The context pipeline: Constructor, Updater, Evaluator
Because an AI can only “read” a limited amount at once (this limit is called the “token window” — think of it like the AI’s attention span or how many index cards it can hold), the paper builds a pipeline that manages what goes in and out:
- Context Constructor: Picks and compresses the most relevant files for the current task and makes a “context bundle” the AI can handle. It also respects privacy, permissions, and quality rules.
- Context Updater: Keeps the AI’s active context fresh during longer sessions by streaming in more info or replacing parts as needed, all within the token limit.
- Context Evaluator: Checks the AI’s results against sources to catch mistakes or contradictions. Good results get saved into Memory with clear metadata. When things look uncertain, humans are asked to review and correct.
Together, this pipeline keeps the AI’s “headspace” accurate, efficient, and accountable.
Building it for real: The AIGNE framework
They implemented all this in an open-source framework called AIGNE. Key pieces:
- AFS (Agentic File System): The “virtual folders” where context lives. It supports reading, writing, searching, and safe access.
- Plugins (“mounts”) can attach external tools or services (like GitHub) into the file system so the AI can use them like files.
- Two demos:
- An agent that remembers conversations across sessions.
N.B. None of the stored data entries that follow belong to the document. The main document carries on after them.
//! IR-shape tests: emit a construct by hand, lower it, verify the module
//! and assert on the printed IR.

use anyhow::{Result, anyhow};
use inkwell::AddressSpace;
use inkwell::context::Context;

use strand_hlir::HlirModule;

#[test]
fn lower_parallel_for_emits_queue_loop() -> Result<()> {
    let context = Context::create();
    let hlir = HlirModule::attach(&context, context.create_module("pfor_shape"))?;
    let ptr = context.ptr_type(AddressSpace::default());
    let i32_t = context.i32_type();

    // void kernel(ptr %out, i32 %k), with both values reloaded through
    // locals so the body captures instructions.
    let fn_ty = context.void_type().fn_type(&[ptr.into(), i32_t.into()], false);
    let kernel = hlir.module().add_function("kernel", fn_ty, None);
    let b = context.create_builder();
    b.position_at_end(context.append_basic_block(kernel, "entry"));
    let out_slot = b.build_alloca(ptr, "out.slot")?;
    b.build_store(out_slot, kernel.get_nth_param(0).unwrap())?;
    let out = b.build_load(ptr, out_slot, "out")?.into_pointer_value();
    let k_slot = b.build_alloca(i32_t, "k.slot")?;
    b.build_store(k_slot, kernel.get_nth_param(1).unwrap())?;
    let k = b.build_load(i32_t, k_slot, "k")?.into_int_value();

    // Body: out[index] = k + k. `k` is used twice but must be captured
    // once.
    let pf = hlir.create_parallel_for()?;
    let bb = context.create_builder();
    bb.position_before(&pf.insertion());
    let idx = bb.build_load(i32_t, pf.index_ptr(), "idx")?.into_int_value();
    let kk = bb.build_int_add(k, k, "kk")?;
    let slot = unsafe { bb.build_gep(i32_t, out, &[idx], "slot")? };
    bb.build_store(slot, kk)?;

    pf.set_range(i32_t.const_zero(), i32_t.const_int(8, false));
    pf.insert_marker(&b)?;
    b.build_return(None)?;

    hlir.lower_to_ir()?;
    hlir.module().verify().map_err(|e| anyhow!(e.to_string()))?;

    let ir = hlir.module().print_to_string().to_string();
    assert!(ir.contains("__strand_create_synch"));
    assert!(ir.contains("pfor.queue.loop"));
    assert!(ir.contains("__strand_queue_func"));
    assert!(ir.contains("__strand_await_synch"));
    assert!(ir.contains("pfor.merge"));
    // One capture struct with one field per distinct capture.
    assert!(ir.contains("alloca { ptr, i32 }"));
    assert!(!ir.contains("{ ptr, i32, i32 }"));
    // Every marker and anchor is gone.
    assert!(!ir.contains("call void @hlir.noop"));
    Ok(())
}

#[test]
fn lower_task_queues_and_forces_future() -> Result<()> {
    let context = Context::create();
    let hlir = HlirModule::attach(&context, context.create_module("task_shape"))?;
    let i32_t = context.i32_type();

    // i32 work(i32 %a, i32 %b) { ret a + b }
    let work_ty = i32_t.fn_type(&[i32_t.into(), i32_t.into()], false);
    let work = hlir.module().add_function("work", work_ty, None);
    let b = context.create_builder();
    b.position_at_end(context.append_basic_block(work, "entry"));
    let sum = b.build_int_add(
        work.get_nth_param(0).unwrap().into_int_value(),
        work.get_nth_param(1).unwrap().into_int_value(),
        "sum",
    )?;
    b.build_return(Some(&sum))?;

    // i32 caller(i32 %x) { %c = work(x, 1); ret c + 2 }
    let caller_ty = i32_t.fn_type(&[i32_t.into()], false);
    let caller = hlir.module().add_function("caller", caller_ty, None);
    b.position_at_end(context.append_basic_block(caller, "entry"));
    let x = caller.get_nth_param(0).unwrap().into_int_value();
    let c = b
        .build_call(work, &[x.into(), i32_t.const_int(1, false).into()], "c")?
        .try_as_basic_value()
        .left()
        .unwrap()
        .into_int_value();
    let out = b.build_int_add(c, i32_t.const_int(2, false), "out")?;
    b.build_return(Some(&out))?;

    let task = hlir.create_task();
    task.set_function(&hlir, work)?;
    hlir.lower_to_ir()?;
    hlir.module().verify().map_err(|e| anyhow!(e.to_string()))?;

    let ir = hlir.module().print_to_string().to_string();
    assert!(ir.contains("__strand_task_queue"));
    assert!(ir.contains("__strand_task_await_future"));
    assert!(ir.contains("__strand_task_destroy"));
    assert!(ir.contains("hlir.task_wrapper"));
    // The depth slot is written before the launch.
    assert!(ir.contains("depth.ptr"));
    // The only surviving direct call of @work is the wrapper's.
    assert_eq!(ir.matches("call i32 @work(").count(), 1);
    Ok(())
}

#[test]
fn task_unused_result_is_not_awaited() -> Result<()> {
    let context = Context::create();
    let hlir = HlirModule::attach(&context, context.create_module("task_unused"))?;
    let i32_t = context.i32_type();

    let work_ty = i32_t.fn_type(&[i32_t.into()], false);
    let work = hlir.module().add_function("work", work_ty, None);
    let b = context.create_builder();
    b.position_at_end(context.append_basic_block(work, "entry"));
    let n = work.get_nth_param(0).unwrap().into_int_value();
    b.build_return(Some(&n))?;

    // The result of the launch is never read: fire and forget.
    let caller_ty = i32_t.fn_type(&[i32_t.into()], false);
    let caller = hlir.module().add_function("caller", caller_ty, None);
    b.position_at_end(context.append_basic_block(caller, "entry"));
    let x = caller.get_nth_param(0).unwrap().into_int_value();
    b.build_call(work, &[x.into()], "ignored")?;
    b.build_return(Some(&x))?;

    let task = hlir.create_task();
    task.set_function(&hlir, work)?;
    hlir.lower_to_ir()?;
    hlir.module().verify().map_err(|e| anyhow!(e.to_string()))?;

    let ir = hlir.module().print_to_string().to_string();
    assert!(ir.contains("__strand_task_queue"));
    assert!(!ir.contains("__strand_task_await_future"));
    assert!(!ir.contains("__strand_task_destroy"));
    Ok(())
}

#[test]
fn lower_parallel_reduce_emits_driver_and_combine() -> Result<()> {
    let context = Context::create();
    let hlir = HlirModule::attach(&context, context.create_module("reduce_shape"))?;
    let i32_t = context.i32_type();

    let r = hlir.create_parallel_reduce(i32_t.into())?;

    // Body: contribution is the index itself.
    let bb = context.create_builder();
    bb.position_before(&r.insertion());
    let idx = bb.build_load(i32_t, r.index_ptr(), "idx")?.into_int_value();
    bb.build_store(r.reduce_var(), idx)?;

    // Combine: addition.
    let cb = context.create_builder();
    cb.position_at_end(r.combine().get_first_basic_block().unwrap());
    let folded = cb.build_int_add(
        r.combine().get_nth_param(0).unwrap().into_int_value(),
        r.combine().get_nth_param(1).unwrap().into_int_value(),
        "folded",
    )?;
    cb.build_return(Some(&folded))?;

    let sum_ty = i32_t.fn_type(&[], false);
    let sum = hlir.module().add_function("sum", sum_ty, None);
    let b = context.create_builder();
    b.position_at_end(context.append_basic_block(sum, "entry"));
    r.set_range(i32_t.const_zero(), i32_t.const_int(100, false));
    r.insert_marker(&b)?;
    let total = b.build_load(i32_t, r.result_ptr().unwrap(), "total")?;
    b.build_return(Some(&total))?;

    hlir.lower_to_ir()?;
    hlir.module().verify().map_err(|e| anyhow!(e.to_string()))?;

    let ir = hlir.module().print_to_string().to_string();
    assert!(ir.contains("hlir.parallel_reduce.driver"));
    assert!(ir.contains("__strand_num_workers"));
    assert!(ir.contains("reduce.queue.loop"));
    assert!(ir.contains("reduce.comb.fold"));
    assert!(ir.contains("__strand_free"));
    assert!(!ir.contains("call void @hlir.noop"));
    Ok(())
}

#[test]
fn lowering_without_marker_is_an_error() -> Result<()> {
    let context = Context::create();
    let hlir = HlirModule::attach(&context, context.create_module("no_marker"))?;
    let i32_t = context.i32_type();

    let pf = hlir.create_parallel_for()?;
    pf.set_range(i32_t.const_zero(), i32_t.const_int(4, false));

    let err = hlir.lower_to_ir().unwrap_err();
    assert!(err.message.contains("never placed"));
    Ok(())
}

#[test]
fn unfinished_combine_is_an_error() -> Result<()> {
    let context = Context::create();
    let hlir = HlirModule::attach(&context, context.create_module("bad_combine"))?;
    let i32_t = context.i32_type();

    let r = hlir.create_parallel_reduce(i32_t.into())?;
    let bb = context.create_builder();
    bb.position_before(&r.insertion());
    let idx = bb.build_load(i32_t, r.index_ptr(), "idx")?.into_int_value();
    bb.build_store(r.reduce_var(), idx)?;

    let host_ty = context.void_type().fn_type(&[], false);
    let host = hlir.module().add_function("host", host_ty, None);
    let b = context.create_builder();
    b.position_at_end(context.append_basic_block(host, "entry"));
    r.set_range(i32_t.const_zero(), i32_t.const_int(10, false));
    r.insert_marker(&b)?;
    b.build_return(None)?;

    let err = hlir.lower_to_ir().unwrap_err();
    assert!(err.message.contains("combine"));
    Ok(())
}

#[test]
fn attaching_twice_is_an_error() -> Result<()> {
    let context = Context::create();
    let first = HlirModule::attach(&context, context.create_module("dup_mod"))?;
    let second = HlirModule::attach(&context, context.create_module("dup_mod"));
    assert!(second.is_err());
    drop(first);
    Ok(())
}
- A GitHub assistant that uses MCP (Model Context Protocol) tools to search repos and list issues as if they were files.
What did they find and why is it important?
They showed that treating context like files:
- Makes AI systems more reliable: everything is stored, labeled, and linked to its source.
- Helps trace and verify decisions: you can see where info came from and how it was used.
- Supports human oversight: people can review, correct, and add knowledge directly.
- Scales better for industry: instead of random prompts and hacks, teams get a repeatable system they can maintain.
- Works across different tools and data types: databases, APIs, documents, and memory all look and feel the same.
The demos prove the idea is practical: an AI can remember and use tools in a clean, trackable way.
Why does this matter? What could it change?
- Trustworthy AI: With clear history and verification, AI decisions become more auditable and safer.
- Better teamwork: Humans act as curators, editors, and co-thinkers, reducing AI mistakes and bias.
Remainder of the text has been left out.